Le Burkina Faso a connu deux révolutions à ce jour. La première révolution est celle qui coïncide à l’arrivée de Thomas Sankara à la tête du pays (du 4 août 1983 au 15 octobre 1987). La deuxième révolution correspond à la chute de Blaise Compaoré.

Dans la perspective de l’élection présidentielle de 2015, Blaise Compaoré au pouvoir depuis 1987 veut changer la constitution qui limitait le nombre de mandats présidentiels à deux quinquennats. Alors que l’amendement va être en débat à l’Assemblée nationale, les Burkinabè décident de sortir dans les rues afin de s’opposer à ce projet de dévolution monarchique. A l’appel de l’opposition et des organisations de la société civile, près d’un million de manifestants défilent dans les rues de la capitale Ouagadougou le 28 octobre 2014 ; s’en suivront une série de manifestations violemment réprimées par les forces de l’ordre.
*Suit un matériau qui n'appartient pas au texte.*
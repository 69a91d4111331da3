use crate::app::{App, View};
use ratatui::{layout::Rect, widgets::Paragraph, Frame};
use std::borrow::Cow;

/// Render the status bar
pub fn render(f: &mut Frame, app: &App, area: Rect) {
    if area.width < 1 || area.height < 1 {
        return;
    }

    // Borrow static hints and the status message instead of allocating
    let text: Cow<'_, str> = if let Some((msg, _)) = &app.status_message {
        Cow::Borrowed(msg.as_ref())
    } else if app.comment_form.is_some() {
        Cow::Borrowed("Writing comment | Tab next field | ENTER submit | ESC cancel")
    } else if app.search_mode {
        Cow::Borrowed("Type to search | ESC cancel | ENTER search")
    } else {
        match app.view {
            View::Browse => Cow::Borrowed(
                "[/]search [g]enres [H]ome [Enter]open [r]etry [o]pen web [?]help [q]uit",
            ),
            View::Detail => Cow::Borrowed("[b]ack [j/k]select [Enter]read [o]pen web [q]uit"),
            View::Episode => {
                Cow::Borrowed("[b]ack [j/k]scroll [h/l]prev/next [c]omment [o]pen web [q]uit")
            }
        }
    };

    let paragraph = Paragraph::new(text).style(app.style("status_bar"));
    f.render_widget(paragraph, area);
}
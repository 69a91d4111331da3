use std::collections::HashSet;
use std::fmt;
use std::hash::Hash;

/// A fetched entry with a stable identity.
///
/// Everything besides `id()` is payload the feed never inspects.
pub trait Record {
    type Id: Eq + Hash + Clone + fmt::Debug;

    fn id(&self) -> Self::Id;
}

/// Ordered, deduplicated collection of records.
///
/// Insertion order is render order. No two elements share an id: `merge`
/// appends only records whose id has not been seen yet, and never reorders
/// what is already present.
#[derive(Debug, Clone)]
pub struct RecordSet<R: Record> {
    items: Vec<R>,
    seen: HashSet<R::Id>,
}

impl<R: Record> Default for RecordSet<R> {
    fn default() -> Self {
        Self {
            items: Vec::new(),
            seen: HashSet::new(),
        }
    }
}

impl<R: Record> RecordSet<R> {
    pub fn new() -> Self {
        Self::default()
    }

    /// Append `incoming` in order, skipping ids already present (including
    /// duplicates within `incoming` itself). Returns how many were appended.
    pub fn merge<I>(&mut self, incoming: I) -> usize
    where
        I: IntoIterator<Item = R>,
    {
        let before = self.items.len();
        for record in incoming {
            // HashSet::insert returns false for an id we already hold
            if self.seen.insert(record.id()) {
                self.items.push(record);
            }
        }
        self.items.len() - before
    }

    pub fn contains(&self, id: &R::Id) -> bool {
        self.seen.contains(id)
    }

    pub fn len(&self) -> usize {
        self.items.len()
    }

    pub fn is_empty(&self) -> bool {
        self.items.is_empty()
    }

    pub fn get(&self, index: usize) -> Option<&R> {
        self.items.get(index)
    }

    pub fn iter(&self) -> std::slice::Iter<'_, R> {
        self.items.iter()
    }

    pub fn as_slice(&self) -> &[R] {
        &self.items
    }

    pub fn ids(&self) -> impl Iterator<Item = R::Id> + '_ {
        self.items.iter().map(Record::id)
    }
}

impl<'a, R: Record> IntoIterator for &'a RecordSet<R> {
    type Item = &'a R;
    type IntoIter = std::slice::Iter<'a, R>;

    fn into_iter(self) -> Self::IntoIter {
        self.items.iter()
    }
}
use std::borrow::Cow;

use ratatui::widgets::{Paragraph, Wrap};
use unicode_width::{UnicodeWidthChar, UnicodeWidthStr};

const ELLIPSIS: &str = "...";
const ELLIPSIS_WIDTH: usize = 3;

/// Width of `s` in terminal columns. Hangul and other CJK glyphs count as 2.
///
/// ```
/// use novella::util::display_width;
///
/// assert_eq!(display_width("Hello"), 5);
/// assert_eq!(display_width("무협"), 4);
/// ```
pub fn display_width(s: &str) -> usize {
    UnicodeWidthStr::width(s)
}

fn char_width(c: char) -> usize {
    UnicodeWidthChar::width(c).unwrap_or(0)
}

/// Byte offset of the longest prefix of `s` that fits in `width` columns.
fn fit_prefix(s: &str, width: usize) -> usize {
    let mut used = 0;
    for (idx, c) in s.char_indices() {
        let w = char_width(c);
        if used + w > width {
            return idx;
        }
        used += w;
    }
    s.len()
}

/// Truncate `s` to at most `max_width` columns, appending "..." when cut.
///
/// Widths of 3 or less have no room for an ellipsis, so the text is simply
/// clipped.
///
/// ```
/// use novella::util::truncate_to_width;
///
/// assert_eq!(truncate_to_width("Short", 10), "Short");
/// assert_eq!(truncate_to_width("Hello World", 8), "Hello...");
/// assert_eq!(truncate_to_width("Test", 2), "Te");
/// ```
pub fn truncate_to_width(s: &str, max_width: usize) -> Cow<'_, str> {
    if display_width(s) <= max_width {
        return Cow::Borrowed(s);
    }
    if max_width <= ELLIPSIS_WIDTH {
        return Cow::Borrowed(&s[..fit_prefix(s, max_width)]);
    }
    let cut = fit_prefix(s, max_width - ELLIPSIS_WIDTH);
    Cow::Owned(format!("{}{}", &s[..cut], ELLIPSIS))
}

/// Number of rows `line` occupies in a `Paragraph` wrapped with
/// `Wrap { trim: false }` at `width` columns.
///
/// Counts with ratatui's own word wrapper, so it agrees with what is drawn.
/// An empty line still takes one row.
pub fn wrapped_rows(line: &str, width: usize) -> usize {
    if width == 0 {
        return 0;
    }
    if line.is_empty() {
        return 1;
    }
    let width = u16::try_from(width).unwrap_or(u16::MAX);
    Paragraph::new(line)
        .wrap(Wrap { trim: false })
        .line_count(width)
        .max(1)
}

fn is_stripped_control(c: char) -> bool {
    (c.is_control() && !matches!(c, '\t' | '\n' | '\r')) || c == '\u{7f}'
}

/// Remove terminal control characters and ANSI escape sequences.
///
/// Server-provided text (titles, episode bodies, comments) goes through this
/// before rendering. Tab, LF and CR are kept. CSI sequences (`ESC [` ...
/// final byte) and OSC sequences (`ESC ]` ... BEL or `ESC \`) are dropped
/// whole; any other ESC is dropped alone.
pub fn strip_control_chars(s: &str) -> Cow<'_, str> {
    if !s.chars().any(is_stripped_control) {
        return Cow::Borrowed(s);
    }

    let mut out = String::with_capacity(s.len());
    let mut chars = s.chars().peekable();
    while let Some(c) = chars.next() {
        if c == '\u{1b}' {
            match chars.peek() {
                Some('[') => {
                    chars.next();
                    for param in chars.by_ref() {
                        if ('\u{40}'..='\u{7e}').contains(&param) {
                            break;
                        }
                    }
                }
                Some(']') => {
                    chars.next();
                    while let Some(body) = chars.next() {
                        if body == '\u{07}' {
                            break;
                        }
                        if body == '\u{1b}' && chars.peek() == Some(&'\\') {
                            chars.next();
                            break;
                        }
                    }
                }
                _ => {}
            }
        } else if !is_stripped_control(c) {
            out.push(c);
        }
    }
    Cow::Owned(out)
}

#[cfg(test)]
mod tests {
    use super::*;

    #[test]
    fn test_ascii_truncation() {
        assert_eq!(truncate_to_width("Hello World", 8), "Hello...");
        assert_eq!(truncate_to_width("Hello", 5), "Hello");
    }

    #[test]
    fn test_hangul_truncation() {
        // 4 syllables, 8 columns
        let title = "검의노래";
        assert_eq!(display_width(title), 8);
        assert_eq!(truncate_to_width(title, 8), title);
        // 7 columns: room for 2 syllables + "..."
        assert_eq!(truncate_to_width(title, 7), "검의...");
    }

    #[test]
    fn test_narrow_widths_clip_without_ellipsis() {
        assert_eq!(truncate_to_width("Test", 0), "");
        assert_eq!(truncate_to_width("Test", 1), "T");
        assert_eq!(truncate_to_width("Test", 3), "Tes");
        assert_eq!(truncate_to_width("무협", 1), "");
    }

    #[test]
    fn test_truncation_never_splits_codepoints() {
        let s = "a무b협c";
        for width in 0..=display_width(s) {
            let out = truncate_to_width(s, width);
            assert!(display_width(&out) <= width);
        }
    }

    #[test]
    fn test_wrapped_rows() {
        assert_eq!(wrapped_rows("", 10), 1);
        assert_eq!(wrapped_rows("abcdefghij", 10), 1);
        assert_eq!(wrapped_rows("abcdefghijk", 10), 2);
        // Wide glyph does not straddle: 3 columns fit one syllable per row
        assert_eq!(wrapped_rows("가나", 3), 2);
        assert_eq!(wrapped_rows("anything", 0), 0);
    }

    #[test]
    fn test_wrapped_rows_breaks_at_words() {
        // "aa bbb" does not fit in 5 columns, so "bbb" moves down whole
        assert_eq!(wrapped_rows("aa bbb cc", 5), 3);
    }

    /// Rows a wrapped paragraph actually paints, up to the last non-blank one.
    fn painted_rows(text: &str, width: u16) -> usize {
        use ratatui::{backend::TestBackend, Terminal};

        let mut terminal = Terminal::new(TestBackend::new(width, 40)).unwrap();
        terminal
            .draw(|f| {
                let paragraph = Paragraph::new(text).wrap(Wrap { trim: false });
                f.render_widget(paragraph, f.area());
            })
            .unwrap();
        let buffer = terminal.backend().buffer();
        (0..buffer.area.height)
            .filter(|&y| (0..width).any(|x| buffer[(x, y)].symbol() != " "))
            .map(|y| y as usize + 1)
            .max()
            .unwrap_or(0)
    }

    #[test]
    fn test_wrapped_rows_matches_rendered_paragraph() {
        let samples = [
            ("aa bbb cc", 5),
            ("the quick brown fox jumps over the lazy dog", 12),
            ("abcdefghi abcdefghi abcdefghi abcdefghi", 20),
            ("검의 노래는 새벽에 끝났다", 9),
            ("averyveryverylongwordwithoutbreaks and more", 10),
        ];
        for (text, width) in samples {
            assert_eq!(
                wrapped_rows(text, width as usize),
                painted_rows(text, width),
                "{:?} at width {}",
                text,
                width
            );
        }
    }

    #[test]
    fn test_strip_clean_text_returns_borrowed() {
        let input = "Episode 3 - 새벽";
        assert!(matches!(strip_control_chars(input), Cow::Borrowed(_)));
    }

    #[test]
    fn test_strip_preserves_tabs_newlines_cr() {
        assert_eq!(strip_control_chars("a\tb\nc\r\n"), "a\tb\nc\r\n");
    }

    #[test]
    fn test_strip_controls_and_del() {
        assert_eq!(strip_control_chars("a\x00b\x07c\x7fd"), "abcd");
    }

    #[test]
    fn test_strip_ansi_sequences() {
        assert_eq!(strip_control_chars("\x1b[31mred\x1b[0m"), "red");
        assert_eq!(strip_control_chars("\x1b[2J\x1b[Hhome"), "home");
        assert_eq!(strip_control_chars("\x1b]0;title\x07text"), "text");
        assert_eq!(strip_control_chars("\x1b]8;;http://x\x1b\\link"), "link");
        assert_eq!(strip_control_chars("a\x1bb"), "ab");
    }
}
Les syndicats appellent à une grève générale le 29 octobre 2014, alors que l’amendement doit être débattu à l’Assemblée nationale le lendemain.

Le 30 octobre, joue prévue pour le débat de l’amendement à l’assemblée nationale, des milliers de burkinabè descendent dans les rues et convergent vers les lieux symboliques de pouvoir. La police qui essaie de les disperser est aussitôt décontenancée par le nombre des manifestants. Les manifestants pillent et incendient plusieurs édifices gouvernementaux ; le siège du parti du président Blaise Compaoré est attaqué et mis à sac ainsi que les domiciles de plusieurs dignitaires du régime. Des milliers de manifestants décident de prendre d’assaut l’Assemblée nationale alors que les députés venaient d’y entrer pour siéger. Face à l’afflux de manifestants déterminés, les députés sont sauvés et exfiltrés in extremis. Les manifestants vont saccager l’assemblée nationale, incendier une partie du bâtiment et les véhicules situés à l’extérieur. Une partie des manifestants se dirige vers le palais présidentiel de Kosyam pour en découdre avec Blaise Compaoré. Le palais a été placé sous haute protection. Des manifestants attaquent le domicile de François Compaoré (Frère du Président).

La garde présidentielle qui garde le domicile de celui-ci ouvre le feu et tue 3 manifestants. Les manifestants prennent d’assaut la télévision nationale en direct. Certains soldats et hauts gradés dont l’ancien chef d’Etat major et ministre de la Défense, le général Kouamé se rangent du côté des manifestants. Ça y est ! Blaise Compaoré est en train de tomber. Le général Honoré Traoré, chef d’Etat major de l’armée annonce la dissolution de l’Assemblée nationale et la formation d’un gouvernement de transition. Mais, Blaise Compaoré dans un dernier sursaut, fait un discours annulant l’état de siège annoncé par le chef d’Etat major et se dit ouvert à des pourparlers pour une transition. Trop tard ! Les Burkinabè n’ont désormais qu’un seul mot au bout des lèvres : « Démission ! Blaise Dégage ! ».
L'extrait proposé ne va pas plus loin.